Source data:
//! User account store.
//!
//! The session core consumes this through the [`UserStore`] trait:
//! `exists`/`load`/`save`. The default implementation is a content-addressed
//! file store: each account record lives at `<dir>/<hex sha256(name)>.json`,
//! so account names never touch the filesystem namespace directly.
//! Passwords are stored as salted SHA-256 verifiers and compared in
//! constant time.

use rand::RngCore;
use serde::{Deserialize, Serialize};
use sha2::{Digest, Sha256};
use std::collections::HashMap;
use std::io::Write;
use std::path::{Path, PathBuf};
use subtle::ConstantTimeEq;
use thiserror::Error;

/// The authenticated identity attached to a session after login/register.
#[derive(Debug, Clone, PartialEq, Eq, Serialize, Deserialize)]
pub struct UserIdentity {
    pub name: String,
    pub email: String,
}

/// Store failures surfaced to flow handlers. `AlreadyExists` and
/// `InvalidCredentials` are user-facing outcomes; `Io` and `Corrupt` are
/// storage faults.
#[derive(Debug, Error)]
pub enum StoreError {
    #[error("account already exists")]
    AlreadyExists,
    #[error("invalid credentials")]
    InvalidCredentials,
    #[error("user store I/O error: {0}")]
    Io(#[from] std::io::Error),
    #[error("corrupt account record: {0}")]
    Corrupt(#[from] serde_json::Error),
}

/// The account store interface consumed by the session core.
///
/// `save` must be at-most-once per name: concurrent registration attempts
/// for the same name may see at most one success.
pub trait UserStore: Send + Sync {
    fn exists(&self, name: &str) -> bool;
    fn load(&self, name: &str, password: &str) -> Result<UserIdentity, StoreError>;
    fn save(&self, user: &UserIdentity, password: &str) -> Result<(), StoreError>;
}

/// On-disk account record. The verifier is `sha256(salt || password)`.
#[derive(Debug, Serialize, Deserialize)]
struct AccountRecord {
    name: String,
    email: String,
    salt: String,
    verifier: String,
}

/// Content-addressed file-backed store.
#[derive(Debug, Clone)]
pub struct FileStore {
    dir: PathBuf,
}

impl FileStore {
    pub fn new(dir: impl Into<PathBuf>) -> Self {
        Self { dir: dir.into() }
    }

    /// Record path for an account name: hex sha256 of the name.
    fn record_path(&self, name: &str) -> PathBuf {
        let digest = Sha256::digest(name.as_bytes());
        self.dir.join(format!("{}.json", hex(&digest)))
    }
}

impl UserStore for FileStore {
    fn exists(&self, name: &str) -> bool {
        self.record_path(name).exists()
    }

    fn load(&self, name: &str, password: &str) -> Result<UserIdentity, StoreError> {
        let contents = match std::fs::read_to_string(self.record_path(name)) {
            Ok(c) => c,
            Err(e) if e.kind() == std::io::ErrorKind::NotFound => {
                return Err(StoreError::InvalidCredentials)
            }
            Err(e) => return Err(e.into()),
        };
        let record: AccountRecord = serde_json::from_str(&contents)?;
        let verifier = hex(&derive_verifier(&record.salt, password));
        if !bool::from(verifier.as_bytes().ct_eq(record.verifier.as_bytes())) {
            return Err(StoreError::InvalidCredentials);
        }
        Ok(UserIdentity {
            name: record.name,
            email: record.email,
        })
    }

    fn save(&self, user: &UserIdentity, password: &str) -> Result<(), StoreError> {
        std::fs::create_dir_all(&self.dir)?;

        let mut salt_bytes = [0u8; 16];
        rand::thread_rng().fill_bytes(&mut salt_bytes);
        let salt = hex(&salt_bytes);
        let record = AccountRecord {
            name: user.name.clone(),
            email: user.email.clone(),
            salt: salt.clone(),
            verifier: hex(&derive_verifier(&salt, password)),
        };

        // create_new gives the at-most-one-create-per-name guarantee:
        // the second of two racing registrations fails with AlreadyExists.
        let mut file = match std::fs::OpenOptions::new()
            .write(true)
            .create_new(true)
            .open(self.record_path(&user.name))
        {
            Ok(f) => f,
            Err(e) if e.kind() == std::io::ErrorKind::AlreadyExists => {
                return Err(StoreError::AlreadyExists)
            }
            Err(e) => return Err(e.into()),
        };
        file.write_all(serde_json::to_string_pretty(&record)?.as_bytes())?;
        Ok(())
    }
}

fn derive_verifier(salt: &str, password: &str) -> [u8; 32] {
    let mut hasher = Sha256::new();
    hasher.update(salt.as_bytes());
    hasher.update(password.as_bytes());
    hasher.finalize().into()
}

fn hex(bytes: &[u8]) -> String {
    bytes.iter().fold(String::with_capacity(bytes.len() * 2), |mut s, b| {
        use std::fmt::Write as _;
        let _ = write!(s, "{b:02x}");
        s
    })
}

/// In-memory store for tests and ephemeral servers. Accounts vanish when
/// the process exits.
#[derive(Default)]
pub struct MemoryStore {
    accounts: parking_lot::RwLock<HashMap<String, (UserIdentity, String)>>,
}

impl MemoryStore {
    pub fn new() -> Self {
        Self::default()
    }

    /// Seed an account directly, bypassing registration. Test convenience.
    pub fn insert(&self, name: &str, email: &str, password: &str) {
        let identity = UserIdentity {
            name: name.to_string(),
            email: email.to_string(),
        };
        self.accounts
            .write()
            .insert(name.to_string(), (identity, password.to_string()));
    }
}

impl UserStore for MemoryStore {
    fn exists(&self, name: &str) -> bool {
        self.accounts.read().contains_key(name)
    }

    fn load(&self, name: &str, password: &str) -> Result<UserIdentity, StoreError> {
        let accounts = self.accounts.read();
        let (identity, stored) = accounts.get(name).ok_or(StoreError::InvalidCredentials)?;
        if !bool::from(stored.as_bytes().ct_eq(password.as_bytes())) {
            return Err(StoreError::InvalidCredentials);
        }
        Ok(identity.clone())
    }

    fn save(&self, user: &UserIdentity, password: &str) -> Result<(), StoreError> {
        let mut accounts = self.accounts.write();
        if accounts.contains_key(&user.name) {
            return Err(StoreError::AlreadyExists);
        }
        accounts.insert(user.name.clone(), (user.clone(), password.to_string()));
        Ok(())
    }
}

/// Default on-disk location for account records.
pub fn default_users_dir() -> PathBuf {
    dirs::data_dir()
        .unwrap_or_else(|| Path::new(".").to_path_buf())
        .join("sockterm")
        .join("users")
}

What to work on: Set down the whole of the material, exactly.

Answer area:
//! User account store.
//!
//! The session core consumes this through the [`UserStore`] trait:
//! `exists`/`load`/`save`. The default implementation is a content-addressed
//! file store: each account record lives at `<dir>/<hex sha256(name)>.json`,
//! so account names never touch the filesystem namespace directly.
//! Passwords are stored as salted SHA-256 verifiers and compared in
//! constant time.

use rand::RngCore;
use serde::{Deserialize, Serialize};
use sha2::{Digest, Sha256};
use std::collections::HashMap;
use std::io::Write;
use std::path::{Path, PathBuf};
use subtle::ConstantTimeEq;
use thiserror::Error;

/// The authenticated identity attached to a session after login/register.
#[derive(Debug, Clone, PartialEq, Eq, Serialize, Deserialize)]
pub struct UserIdentity {
    pub name: String,
    pub email: String,
}

/// Store failures surfaced to flow handlers. `AlreadyExists` and
/// `InvalidCredentials` are user-facing outcomes; `Io` and `Corrupt` are
/// storage faults.
#[derive(Debug, Error)]
pub enum StoreError {
    #[error("account already exists")]
    AlreadyExists,
    #[error("invalid credentials")]
    InvalidCredentials,
    #[error("user store I/O error: {0}")]
    Io(#[from] std::io::Error),
    #[error("corrupt account record: {0}")]
    Corrupt(#[from] serde_json::Error),
}

/// The account store interface consumed by the session core.
///
/// `save` must be at-most-once per name: concurrent registration attempts
/// for the same name may see at most one success.
pub trait UserStore: Send + Sync {
    fn exists(&self, name: &str) -> bool;
    fn load(&self, name: &str, password: &str) -> Result<UserIdentity, StoreError>;
    fn save(&self, user: &UserIdentity, password: &str) -> Result<(), StoreError>;
}

/// On-disk account record. The verifier is `sha256(salt || password)`.
#[derive(Debug, Serialize, Deserialize)]
struct AccountRecord {
    name: String,
    email: String,
    salt: String,
    verifier: String,
}

/// Content-addressed file-backed store.
#[derive(Debug, Clone)]
pub struct FileStore {
    dir: PathBuf,
}

impl FileStore {
    pub fn new(dir: impl Into<PathBuf>) -> Self {
        Self { dir: dir.into() }
    }

    /// Record path for an account name: hex sha256 of the name.
    fn record_path(&self, name: &str) -> PathBuf {
        let digest = Sha256::digest(name.as_bytes());
        self.dir.join(format!("{}.json", hex(&digest)))
    }
}

impl UserStore for FileStore {
    fn exists(&self, name: &str) -> bool {
        self.record_path(name).exists()
    }

    fn load(&self, name: &str, password: &str) -> Result<UserIdentity, StoreError> {
        let contents = match std::fs::read_to_string(self.record_path(name)) {
            Ok(c) => c,
            Err(e) if e.kind() == std::io::ErrorKind::NotFound => {
                return Err(StoreError::InvalidCredentials)
            }
            Err(e) => return Err(e.into()),
        };
        let record: AccountRecord = serde_json::from_str(&contents)?;
        let verifier = hex(&derive_verifier(&record.salt, password));
        if !bool::from(verifier.as_bytes().ct_eq(record.verifier.as_bytes())) {
            return Err(StoreError::InvalidCredentials);
        }
        Ok(UserIdentity {
            name: record.name,
            email: record.email,
        })
    }

    fn save(&self, user: &UserIdentity, password: &str) -> Result<(), StoreError> {
        std::fs::create_dir_all(&self.dir)?;

        let mut salt_bytes = [0u8; 16];
        rand::thread_rng().fill_bytes(&mut salt_bytes);
        let salt = hex(&salt_bytes);
        let record = AccountRecord {
            name: user.name.clone(),
            email: user.email.clone(),
            salt: salt.clone(),
            verifier: hex(&derive_verifier(&salt, password)),
        };

        // create_new gives the at-most-one-create-per-name guarantee:
        // the second of two racing registrations fails with AlreadyExists.
        let mut file = match std::fs::OpenOptions::new()
            .write(true)
            .create_new(true)
            .open(self.record_path(&user.name))
        {
            Ok(f) => f,
            Err(e) if e.kind() == std::io::ErrorKind::AlreadyExists => {
                return Err(StoreError::AlreadyExists)
            }
            Err(e) => return Err(e.into()),
        };
        file.write_all(serde_json::to_string_pretty(&record)?.as_bytes())?;
        Ok(())
    }
}

fn derive_verifier(salt: &str, password: &str) -> [u8; 32] {
    let mut hasher = Sha256::new();
    hasher.update(salt.as_bytes());
    hasher.update(password.as_bytes());
    hasher.finalize().into()
}

fn hex(bytes: &[u8]) -> String {
    bytes.iter().fold(String::with_capacity(bytes.len() * 2), |mut s, b| {
        use std::fmt::Write as _;
        let _ = write!(s, "{b:02x}");
        s
    })
}

/// In-memory store for tests and ephemeral servers. Accounts vanish when
/// the process exits.
#[derive(Default)]
pub struct MemoryStore {
    accounts: parking_lot::RwLock<HashMap<String, (UserIdentity, String)>>,
}

impl MemoryStore {
    pub fn new() -> Self {
        Self::default()
    }

    /// Seed an account directly, bypassing registration. Test convenience.
    pub fn insert(&self, name: &str, email: &str, password: &str) {
        let identity = UserIdentity {
            name: name.to_string(),
            email: email.to_string(),
        };
        self.accounts
            .write()
            .insert(name.to_string(), (identity, password.to_string()));
    }
}

impl UserStore for MemoryStore {
    fn exists(&self, name: &str) -> bool {
        self.accounts.read().contains_key(name)
    }

    fn load(&self, name: &str, password: &str) -> Result<UserIdentity, StoreError> {
        let accounts = self.accounts.read();
        let (identity, stored) = accounts.get(name).ok_or(StoreError::InvalidCredentials)?;
        if !bool::from(stored.as_bytes().ct_eq(password.as_bytes())) {
            return Err(StoreError::InvalidCredentials);
        }
        Ok(identity.clone())
    }

    fn save(&self, user: &UserIdentity, password: &str) -> Result<(), StoreError> {
        let mut accounts = self.accounts.write();
        if accounts.contains_key(&user.name) {
            return Err(StoreError::AlreadyExists);
        }
        accounts.insert(user.name.clone(), (user.clone(), password.to_string()));
        Ok(())
    }
}

/// Default on-disk location for account records.
pub fn default_users_dir() -> PathBuf {
    dirs::data_dir()
        .unwrap_or_else(|| Path::new(".").to_path_buf())
        .join("sockterm")
        .join("users")
}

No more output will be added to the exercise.